Institute for Medical Informatics, Biometrics and Epidemiology, Ludwig-Maximilians-Universität München, Munich, Germany.
BMC Med Res Methodol. 2012 Feb 21;12:16. doi: 10.1186/1471-2288-12-16.
Graphical models were identified as a promising new approach to modeling high-dimensional clinical data. They provided a probabilistic tool to display, analyze and visualize the net-like dependence structures by drawing a graph describing the conditional dependencies between the variables. Until now, the main focus of research was on building Gaussian graphical models for continuous multivariate data following a multivariate normal distribution. Satisfactory solutions for binary data were missing. We adapted the method of Meinshausen and Bühlmann to binary data and used the LASSO for logistic regression. Objective of this paper was to examine the performance of the Bolasso to the development of graphical models for high dimensional binary data. We hypothesized that the performance of Bolasso is superior to competing LASSO methods to identify graphical models.

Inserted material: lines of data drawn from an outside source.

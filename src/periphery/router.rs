//! Periphery router.
//!
//! [`Router`] sits in front of the instances and speaks in notionals:
//!
//! - **Liquidity.** A variable-token notional on `[lower, upper)` becomes
//!   `L = notional * Q96 / (sqrt(upper) - sqrt(lower))`, the liquidity that
//!   holds exactly that many variable tokens across the whole range.
//! - **Caps.** The router owner may cap the cumulative notional minted
//!   through the router on each instance.  An instance without a cap is
//!   uncapped; a mint fails with [`IrsError::NotionalCapExceeded`] only when
//!   the running total would go above the cap.  Burns lower the total,
//!   never below zero.
//! - **Margin bundling.** A margin change travels in the same transaction
//!   as the liquidity change or swap.  Deposits land before it and
//!   withdrawals after it, each going through the instance's usual margin
//!   checks.
//! - **Quotes.** [`Router::quote_swap`] and [`Router::quote_mint_or_burn`]
//!   run the real call on a scratch copy.  A call that only fails its
//!   margin check still yields a quote: the requirement (and, for swaps,
//!   the deltas) carried by `MarginRequirementNotMet`,
//!   `InsufficientMarginForMint` or `MarginLessThanMinimum` is decoded into
//!   the result.

use std::collections::BTreeMap;

use tracing::warn;

use crate::calculator::MarginMode;
use crate::config::InstanceKey;
use crate::domain::{Address, SwapOutcome, SwapParams, Tick, TickRange, Timestamp, Wad};
use crate::error::{IrsError, Result};
use crate::events::{publish, IrsEvent};
use crate::instance::{CallContext, CallEnv, IrsInstance};
use crate::math::{liquidity_for_variable_amount, tick_to_sqrt_price, CheckedArithmetic};
use crate::traits::RateOracle;

/// A liquidity change expressed in notional.
#[derive(Debug, Clone, Copy, PartialEq, Eq)]
pub struct MintOrBurnParams {
    pub owner: Address,
    pub range: TickRange,
    /// Variable-token notional the liquidity should cover.
    pub notional: Wad,
    pub is_mint: bool,
    /// Margin change bundled with the liquidity change.  Zero for none.
    ///
    /// A positive delta is deposited before the liquidity moves; a negative
    /// one is withdrawn afterwards and must leave the position above its
    /// Initial requirement.
    pub margin_delta: Wad,
}

/// What a swap would do, and what it would require.
#[derive(Debug, Clone, Copy, PartialEq, Eq)]
pub struct SwapQuote {
    pub margin_requirement: Wad,
    pub tick_after: Tick,
    pub fixed_token_delta: Wad,
    pub variable_token_delta: Wad,
    pub fee: Wad,
    pub fixed_token_delta_unbalanced: Wad,
}

/// Convenience entry point in front of the instances.
///
/// The router turns notionals into liquidity, enforces per-instance LP
/// notional caps and bundles a margin deposit with the trade that needs
/// it.  To act for owners during the alpha phase it must be installed as
/// the instance's periphery.
///
/// Router bookkeeping only changes after the instance call commits.
#[derive(Debug, Clone, PartialEq, Eq)]
pub struct Router {
    address: Address,
    owner: Address,
    caps: BTreeMap<InstanceKey, Wad>,
    lp_notional: BTreeMap<InstanceKey, Wad>,
    journal: Vec<IrsEvent>,
}

impl Router {
    #[must_use]
    pub const fn new(address: Address, owner: Address) -> Self {
        Self {
            address,
            owner,
            caps: BTreeMap::new(),
            lp_notional: BTreeMap::new(),
            journal: Vec::new(),
        }
    }

    #[must_use]
    pub const fn address(&self) -> Address {
        self.address
    }

    /// LP notional cap of an instance.  `None` means uncapped.
    #[must_use]
    pub fn lp_notional_cap(&self, instance: &InstanceKey) -> Option<Wad> {
        self.caps.get(instance).copied()
    }

    /// Notional currently minted through the router on an instance.
    #[must_use]
    pub fn lp_notional(&self, instance: &InstanceKey) -> Wad {
        self.lp_notional.get(instance).copied().unwrap_or_default()
    }

    #[must_use]
    pub fn events(&self) -> &[IrsEvent] {
        &self.journal
    }

    /// Sets the cumulative LP notional cap of an instance.
    ///
    /// # Errors
    ///
    /// - [`IrsError::Unauthorized`] unless `caller` owns the router.
    /// - [`IrsError::InvalidConfiguration`] for a negative cap.
    pub fn set_lp_notional_cap(
        &mut self,
        caller: Address,
        instance: InstanceKey,
        cap: Wad,
    ) -> Result<()> {
        if caller != self.owner {
            return Err(IrsError::Unauthorized("caller is not the router owner"));
        }
        if cap.is_negative() {
            return Err(IrsError::InvalidConfiguration(
                "notional cap must not be negative",
            ));
        }
        self.caps.insert(instance, cap);
        publish(
            &mut self.journal,
            vec![IrsEvent::NotionalCapUpdated { instance, cap }],
        );
        Ok(())
    }

    fn liquidity_for(range: TickRange, notional: Wad) -> Result<u128> {
        if !notional.is_positive() {
            return Err(IrsError::ZeroNotional);
        }
        liquidity_for_variable_amount(
            tick_to_sqrt_price(range.lower())?,
            tick_to_sqrt_price(range.upper())?,
            notional.unsigned_abs(),
        )
    }

    /// LP notional after applying `params`, checked against the cap.
    fn next_lp_notional(&self, key: &InstanceKey, params: &MintOrBurnParams) -> Result<Wad> {
        let current = self.lp_notional(key);
        if !params.is_mint {
            return Ok(current.safe_sub(&params.notional)?.clamp_non_negative());
        }
        let attempted = current.safe_add(&params.notional)?;
        match self.caps.get(key) {
            Some(&cap) if attempted > cap => {
                warn!(instance = %key, %cap, %attempted, "lp notional cap exceeded");
                Err(IrsError::NotionalCapExceeded { cap, attempted })
            }
            _ => Ok(attempted),
        }
    }

    fn acting_for(caller: Address, owner: Address) -> Result<()> {
        if caller == owner {
            Ok(())
        } else {
            Err(IrsError::Unauthorized("router acts only for the caller"))
        }
    }

    /// Mints or burns the liquidity covering `params.notional` together
    /// with `params.margin_delta`, in one call.  Returns the liquidity
    /// moved.
    ///
    /// # Errors
    ///
    /// - [`IrsError::Unauthorized`] if the caller is not the owner.
    /// - [`IrsError::NotionalCapExceeded`] before touching the instance.
    /// - Any error of the instance's margin update, mint or burn.
    pub fn mint_or_burn(
        &mut self,
        instance: &mut IrsInstance,
        ctx: &mut CallContext<'_>,
        params: &MintOrBurnParams,
    ) -> Result<u128> {
        Self::acting_for(ctx.caller, params.owner)?;
        let key = instance.key();
        let next = self.next_lp_notional(&key, params)?;
        let liquidity = Self::liquidity_for(params.range, params.notional)?;
        let router = self.address;

        instance.transact(ctx, |instance, env, batch| {
            if params.margin_delta.is_positive() {
                instance.update_position_margin_staged(
                    env,
                    batch,
                    params.owner,
                    params.range,
                    params.margin_delta,
                )?;
            }
            let routed = CallEnv {
                caller: router,
                ..*env
            };
            if params.is_mint {
                instance.mint_staged(&routed, params.owner, params.range, liquidity)?;
            } else {
                instance.burn_staged(&routed, params.owner, params.range, liquidity)?;
            }
            if params.margin_delta.is_negative() {
                instance.update_position_margin_staged(
                    env,
                    batch,
                    params.owner,
                    params.range,
                    params.margin_delta,
                )?;
            }
            Ok(())
        })?;

        self.lp_notional.insert(key, next);
        Ok(liquidity)
    }

    /// Swaps together with an optional margin change, in one call.
    ///
    /// A positive `margin_delta` is deposited before the swap; a negative
    /// one is withdrawn after it, so the swap's own margin check sees the
    /// funds and the withdrawal is checked against the new exposure.
    ///
    /// # Errors
    ///
    /// - [`IrsError::Unauthorized`] if the caller is not the recipient.
    /// - Any error of the instance's margin update or swap.
    pub fn swap(
        &mut self,
        instance: &mut IrsInstance,
        ctx: &mut CallContext<'_>,
        params: &SwapParams,
        margin_delta: Option<Wad>,
    ) -> Result<SwapOutcome> {
        Self::acting_for(ctx.caller, params.recipient())?;
        let router = self.address;
        let margin_delta = margin_delta.unwrap_or_default();
        instance.transact(ctx, |instance, env, batch| {
            if margin_delta.is_positive() {
                instance.update_position_margin_staged(
                    env,
                    batch,
                    params.recipient(),
                    params.range(),
                    margin_delta,
                )?;
            }
            let routed = CallEnv {
                caller: router,
                ..*env
            };
            let outcome = instance.swap_staged(&routed, params)?;
            if margin_delta.is_negative() {
                instance.update_position_margin_staged(
                    env,
                    batch,
                    params.recipient(),
                    params.range(),
                    margin_delta,
                )?;
            }
            Ok(outcome)
        })
    }

    /// Runs a swap on a scratch copy of `instance` and reports its
    /// deltas and the recipient's Initial requirement afterwards.
    ///
    /// A swap that fails its margin check still yields a quote.
    ///
    /// # Errors
    ///
    /// Any other error the swap would fail with.
    pub fn quote_swap(
        &self,
        instance: &IrsInstance,
        now: Timestamp,
        oracle: &dyn RateOracle,
        params: &SwapParams,
    ) -> Result<SwapQuote> {
        let env = CallEnv {
            caller: self.address,
            now,
            oracle,
        };
        let mut scratch = instance.clone();
        match scratch.swap_staged(&env, params) {
            Ok(outcome) => Ok(SwapQuote {
                margin_requirement: scratch.position_margin_requirement(
                    params.recipient(),
                    params.range(),
                    MarginMode::Initial,
                    now,
                    oracle,
                )?,
                tick_after: outcome.tick_after(),
                fixed_token_delta: outcome.fixed_token_delta(),
                variable_token_delta: outcome.variable_token_delta(),
                fee: outcome.fee(),
                fixed_token_delta_unbalanced: outcome.fixed_token_delta_unbalanced(),
            }),
            Err(IrsError::MarginRequirementNotMet {
                margin_requirement,
                tick,
                fixed_token_delta,
                variable_token_delta,
                fee,
                fixed_token_delta_unbalanced,
            }) => Ok(SwapQuote {
                margin_requirement,
                tick_after: Tick::new(tick)?,
                fixed_token_delta,
                variable_token_delta,
                fee,
                fixed_token_delta_unbalanced,
            }),
            Err(e) => Err(e),
        }
    }

    /// Initial requirement of the owner's position after the liquidity
    /// change in `params` (the deposit in `params` is ignored).
    ///
    /// # Errors
    ///
    /// [`IrsError::NotionalCapExceeded`] and any error other than a margin
    /// shortfall the change would fail with.
    pub fn quote_mint_or_burn(
        &self,
        instance: &IrsInstance,
        now: Timestamp,
        oracle: &dyn RateOracle,
        params: &MintOrBurnParams,
    ) -> Result<Wad> {
        self.next_lp_notional(&instance.key(), params)?;
        let liquidity = Self::liquidity_for(params.range, params.notional)?;
        let env = CallEnv {
            caller: self.address,
            now,
            oracle,
        };
        let mut scratch = instance.clone();
        let result = if params.is_mint {
            scratch.mint_staged(&env, params.owner, params.range, liquidity)
        } else {
            scratch.burn_staged(&env, params.owner, params.range, liquidity)
        };
        match result {
            Ok(()) if scratch.position(params.owner, params.range).is_none() => Ok(Wad::ZERO),
            Ok(()) => scratch.position_margin_requirement(
                params.owner,
                params.range,
                MarginMode::Initial,
                now,
                oracle,
            ),
            Err(
                IrsError::InsufficientMarginForMint {
                    margin_requirement, ..
                }
                | IrsError::MarginLessThanMinimum { margin_requirement },
            ) => Ok(margin_requirement),
            Err(e) => Err(e),
        }
    }
}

We analyzed the Bolasso to derive graphical models in comparison with other LASSO based method. Model performance was assessed in a simulation study with random data generated via symmetric local logistic regression models and Gibbs sampling. Main outcome variables were the Structural Hamming Distance and the Youden Index.We applied the results of the simulation study to a real-life data with functioning data of patients having head and neck cancer.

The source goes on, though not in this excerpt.